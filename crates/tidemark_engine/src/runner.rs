//! Job dispatch and in-process retry.

use crate::cascade::{CascadeDeleteEngine, CascadeReport, CascadeTrigger};
use crate::clock::{Clock, SystemClock};
use crate::config::{CascadeSpec, SyncConfig};
use crate::error::SyncError;
use crate::outcome::{RunContext, RunOutcome, Stage};
use crate::pull::{DeltaPullEngine, PullReport};
use crate::purge::{PurgeReport, TombstonePurger};
use crate::push::{PushEngine, PushReport};
use crate::scheduler::WorkRequest;
use crate::store::{CursorStore, LocalStore, RemoteStore};
use parking_lot::RwLock;
use std::sync::Arc;
use std::time::Instant;
use tracing::{debug, info};

/// A unit of work the runner can execute.
#[derive(Debug, Clone, PartialEq, Eq)]
pub enum SyncJob {
    /// Delta pull of a collection.
    Pull {
        /// Collection name.
        collection: String,
    },
    /// Push of a collection's dirty rows.
    Push {
        /// Collection name.
        collection: String,
    },
    /// Cascade delete described by a trigger payload.
    CascadeDelete(CascadeTrigger),
    /// Hard purge of a collection's expired tombstones.
    PurgeTombstones {
        /// Collection name.
        collection: String,
    },
}

impl SyncJob {
    /// Stage that runs this job.
    pub fn stage(&self) -> Stage {
        match self {
            SyncJob::Pull { .. } => Stage::Pull,
            SyncJob::Push { .. } => Stage::Push,
            SyncJob::CascadeDelete(_) => Stage::CascadeDelete,
            SyncJob::PurgeTombstones { .. } => Stage::Purge,
        }
    }
}

/// Report of a successful job.
#[derive(Debug, Clone, PartialEq)]
pub enum JobReport {
    /// Pull report.
    Pull(PullReport),
    /// Push report.
    Push(PushReport),
    /// Cascade delete report.
    CascadeDelete(CascadeReport),
    /// Purge report.
    Purge(PurgeReport),
}

/// Statistics across every job a runner executed.
#[derive(Debug, Clone, Default)]
pub struct SyncStats {
    /// Jobs that succeeded.
    pub jobs_succeeded: u64,
    /// Job attempts that asked to be retried.
    pub jobs_retried: u64,
    /// Jobs that failed terminally.
    pub jobs_failed: u64,
    /// Retry attempts made by [`SyncRunner::run_with_retry`].
    pub retries: u64,
    /// Rows written locally by pulls.
    pub rows_pulled: u64,
    /// Rows pushed.
    pub rows_pushed: u64,
    /// Remote dependents removed by cascade deletes.
    pub dependents_deleted: u64,
    /// Tombstones purged.
    pub tombstones_purged: u64,
    /// Last successful job.
    pub last_success: Option<Instant>,
    /// Last retry reason or failure message.
    pub last_error: Option<String>,
}

/// Wires the engines to one set of stores and dispatches jobs to them.
pub struct SyncRunner<L: LocalStore, R: RemoteStore, C: CursorStore> {
    config: SyncConfig,
    pull: DeltaPullEngine<L, R, C>,
    push: PushEngine<L, R>,
    purge: TombstonePurger<L>,
    cascade: Option<CascadeDeleteEngine<R>>,
    remote: Arc<R>,
    stats: RwLock<SyncStats>,
}

impl<L: LocalStore, R: RemoteStore, C: CursorStore> SyncRunner<L, R, C> {
    /// Creates a runner on the system clock.
    pub fn new(config: SyncConfig, local: Arc<L>, remote: Arc<R>, cursors: Arc<C>) -> Self {
        Self::with_clock(config, local, remote, cursors, Arc::new(SystemClock))
    }

    /// Creates a runner on an explicit clock.
    pub fn with_clock(
        config: SyncConfig,
        local: Arc<L>,
        remote: Arc<R>,
        cursors: Arc<C>,
        clock: Arc<dyn Clock>,
    ) -> Self {
        let pull = DeltaPullEngine::new(
            config.clone(),
            Arc::clone(&local),
            Arc::clone(&remote),
            cursors,
        )
        .with_clock(Arc::clone(&clock));
        let push = PushEngine::new(config.clone(), Arc::clone(&local), Arc::clone(&remote))
            .with_clock(Arc::clone(&clock));
        let purge = TombstonePurger::new(config.clone(), local).with_clock(clock);
        Self {
            config,
            pull,
            push,
            purge,
            cascade: None,
            remote,
            stats: RwLock::new(SyncStats::default()),
        }
    }

    /// Enables cascade deletes between two collections.
    pub fn with_cascade(mut self, spec: CascadeSpec) -> Self {
        self.cascade = Some(CascadeDeleteEngine::new(
            self.config.clone(),
            spec,
            Arc::clone(&self.remote),
        ));
        self
    }

    /// Returns the pull engine.
    pub fn pull_engine(&self) -> &DeltaPullEngine<L, R, C> {
        &self.pull
    }

    /// Returns the push engine.
    pub fn push_engine(&self) -> &PushEngine<L, R> {
        &self.push
    }

    /// Returns a snapshot of the statistics.
    pub fn stats(&self) -> SyncStats {
        self.stats.read().clone()
    }

    /// Cancels every engine at its next page or batch boundary.
    pub fn cancel(&self) {
        self.pull.cancel();
        self.push.cancel();
        self.purge.cancel();
        if let Some(cascade) = &self.cascade {
            cascade.cancel();
        }
    }

    /// Clears a previous [`SyncRunner::cancel`].
    pub fn reset_cancel(&self) {
        self.pull.reset_cancel();
        self.push.reset_cancel();
        self.purge.reset_cancel();
        if let Some(cascade) = &self.cascade {
            cascade.reset_cancel();
        }
    }

    /// Runs one attempt of a job.
    pub async fn run(&self, job: &SyncJob, ctx: RunContext) -> RunOutcome<JobReport> {
        let outcome = match job {
            SyncJob::Pull { collection } => {
                self.pull.run(collection, ctx).await.map(JobReport::Pull)
            }
            SyncJob::Push { collection } => self.push.run(collection).await.map(JobReport::Push),
            SyncJob::PurgeTombstones { collection } => {
                self.purge.run(collection).await.map(JobReport::Purge)
            }
            SyncJob::CascadeDelete(trigger) => match &self.cascade {
                Some(cascade) => cascade.run(trigger).await.map(JobReport::CascadeDelete),
                None => RunOutcome::from_result(
                    Stage::CascadeDelete,
                    None,
                    Err(SyncError::InvalidConfig(
                        "no cascade configured for this runner".into(),
                    )),
                ),
            },
        };
        self.record(&outcome);
        outcome
    }

    /// Runs a job, retrying `Retry` outcomes with exponential backoff.
    ///
    /// Each retry passes its attempt number on, so a retried pull uses the
    /// extended overlap window.
    pub async fn run_with_retry(&self, job: &SyncJob) -> RunOutcome<JobReport> {
        let retry = &self.config.retry;
        let mut outcome = RunOutcome::Retry {
            reason: "no attempt was made".into(),
        };

        for attempt in 0..retry.max_attempts {
            if attempt > 0 {
                let delay = retry.delay_for_attempt(attempt);
                debug!(
                    stage = %job.stage(),
                    attempt,
                    delay_ms = delay.as_millis() as u64,
                    "waiting before retry"
                );
                tokio::time::sleep(delay).await;
                self.stats.write().retries += 1;
            }

            outcome = self.run(job, RunContext::retry(attempt)).await;
            if !outcome.is_retry() {
                break;
            }
        }
        outcome
    }

    /// Runs the job behind a scheduler request.
    pub async fn run_request(&self, request: &WorkRequest) -> RunOutcome<JobReport> {
        info!(name = %request.name, "running scheduled work");
        self.run_with_retry(&request.job()).await
    }

    fn record(&self, outcome: &RunOutcome<JobReport>) {
        let mut stats = self.stats.write();
        match outcome {
            RunOutcome::Success(report) => {
                stats.jobs_succeeded += 1;
                stats.last_success = Some(Instant::now());
                match report {
                    JobReport::Pull(r) => stats.rows_pulled += r.applied as u64,
                    JobReport::Push(r) => stats.rows_pushed += r.pushed as u64,
                    JobReport::CascadeDelete(r) => {
                        stats.dependents_deleted += r.dependents_deleted as u64;
                    }
                    JobReport::Purge(r) => stats.tombstones_purged += r.purged as u64,
                }
            }
            RunOutcome::Retry { reason } => {
                stats.jobs_retried += 1;
                stats.last_error = Some(reason.clone());
            }
            RunOutcome::Fail(payload) => {
                stats.jobs_failed += 1;
                stats.last_error = Some(payload.error_message.clone());
            }
        }
    }
}

#[cfg(test)]
mod tests {
    use super::*;
    use crate::clock::ManualClock;
    use crate::config::RetryConfig;
    use crate::error::RemoteErrorKind;
    use crate::memory::{MemoryCursorStore, MemoryLocalStore, MemoryRemoteStore, RemoteOp};
    use std::time::Duration;
    use tidemark_protocol::{Cursor, Fields, SyncRecord, Timestamp};

    const NOW: i64 = 1_700_000_000;

    type Runner = SyncRunner<MemoryLocalStore, MemoryRemoteStore, MemoryCursorStore>;

    fn runner(
        retry: RetryConfig,
    ) -> (Runner, Arc<MemoryLocalStore>, Arc<MemoryRemoteStore>, Arc<MemoryCursorStore>) {
        let local = Arc::new(MemoryLocalStore::new());
        let remote = Arc::new(MemoryRemoteStore::new());
        let cursors = Arc::new(MemoryCursorStore::new());
        let runner = SyncRunner::with_clock(
            SyncConfig::default().with_retry(retry),
            Arc::clone(&local),
            Arc::clone(&remote),
            Arc::clone(&cursors),
            Arc::new(ManualClock::new(Timestamp::from_secs(NOW))),
        );
        (runner, local, remote, cursors)
    }

    fn quick_retry(attempts: u32) -> RetryConfig {
        RetryConfig::new(attempts)
            .with_initial_delay(Duration::from_millis(1))
            .without_jitter()
    }

    fn pull(collection: &str) -> SyncJob {
        SyncJob::Pull {
            collection: collection.into(),
        }
    }

    #[tokio::test]
    async fn retried_pull_widens_overlap() {
        let (runner, _, remote, cursors) = runner(quick_retry(3));
        cursors.set(
            "events",
            Cursor {
                last_seen: Timestamp::from_secs(NOW - 100),
                last_seen_id: "a".into(),
                last_success: Some(Timestamp::from_secs(NOW - 60)),
            },
        );
        remote.fail_next(RemoteOp::QueryPage, RemoteErrorKind::Unavailable);

        let outcome = runner.run_with_retry(&pull("events")).await;
        let Some(JobReport::Pull(report)) = outcome.report() else {
            panic!("expected a pull report");
        };
        assert_eq!(report.overlap, Duration::from_secs(12 * 3600));

        let stats = runner.stats();
        assert_eq!(stats.retries, 1);
        assert_eq!(stats.jobs_retried, 1);
        assert_eq!(stats.jobs_succeeded, 1);
    }

    #[tokio::test]
    async fn retry_stops_at_max_attempts() {
        let (runner, _, remote, _) = runner(quick_retry(2));
        for _ in 0..3 {
            remote.fail_next(RemoteOp::QueryPage, RemoteErrorKind::DeadlineExceeded);
        }
        assert!(runner.run_with_retry(&pull("events")).await.is_retry());
        assert_eq!(runner.stats().jobs_retried, 2);
    }

    #[tokio::test]
    async fn terminal_failure_is_not_retried() {
        let (runner, _, remote, _) = runner(quick_retry(5));
        remote.fail_next(RemoteOp::QueryPage, RemoteErrorKind::Unauthenticated);

        assert!(runner.run_with_retry(&pull("events")).await.is_fail());
        let stats = runner.stats();
        assert_eq!(stats.jobs_failed, 1);
        assert_eq!(stats.retries, 0);
    }

    #[tokio::test]
    async fn dispatches_push_and_purge() {
        let (runner, local, remote, _) = runner(RetryConfig::no_retry());
        local.insert(
            "events",
            SyncRecord::new_local("a", Fields::new(), Timestamp::from_secs(NOW - 10)),
        );

        let job = SyncJob::Push {
            collection: "events".into(),
        };
        assert!(runner.run(&job, RunContext::first()).await.is_success());
        assert_eq!(remote.get("events", "a").unwrap().version, Some(1));

        let purge = SyncJob::PurgeTombstones {
            collection: "events".into(),
        };
        assert!(runner.run(&purge, RunContext::first()).await.is_success());
        assert_eq!(runner.stats().rows_pushed, 1);
    }

    #[tokio::test]
    async fn cascade_requires_configuration() {
        let (runner, _, _, _) = runner(RetryConfig::no_retry());
        let job = SyncJob::CascadeDelete(CascadeTrigger::parent("e1"));
        assert!(runner.run(&job, RunContext::first()).await.is_fail());

        let runner = runner.with_cascade(CascadeSpec::new("events", "attendance", "eventId"));
        assert!(runner.run(&job, RunContext::first()).await.is_success());
    }

    #[tokio::test]
    async fn cancel_reaches_every_engine() {
        let (runner, _, _, _) = runner(RetryConfig::no_retry());
        runner.cancel();
        assert!(runner
            .run(&pull("events"), RunContext::first())
            .await
            .is_retry());
        runner.reset_cancel();
        assert!(runner
            .run(&pull("events"), RunContext::first())
            .await
            .is_success());
    }

    #[tokio::test]
    async fn runs_scheduler_requests() {
        let (runner, _, remote, _) = runner(RetryConfig::no_retry());
        let outcome = runner.run_request(&WorkRequest::pull_now("events")).await;
        assert!(outcome.is_success());
        assert_eq!(remote.page_queries().len(), 1);
    }
}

━━━

Exercise ▸ Among the lines above, return each one holding the string "MemoryLocalStore".

Result of this task ▸
    use crate::memory::{MemoryCursorStore, MemoryLocalStore, MemoryRemoteStore, RemoteOp};
    type Runner = SyncRunner<MemoryLocalStore, MemoryRemoteStore, MemoryCursorStore>;
    ) -> (Runner, Arc<MemoryLocalStore>, Arc<MemoryRemoteStore>, Arc<MemoryCursorStore>) {
        let local = Arc::new(MemoryLocalStore::new());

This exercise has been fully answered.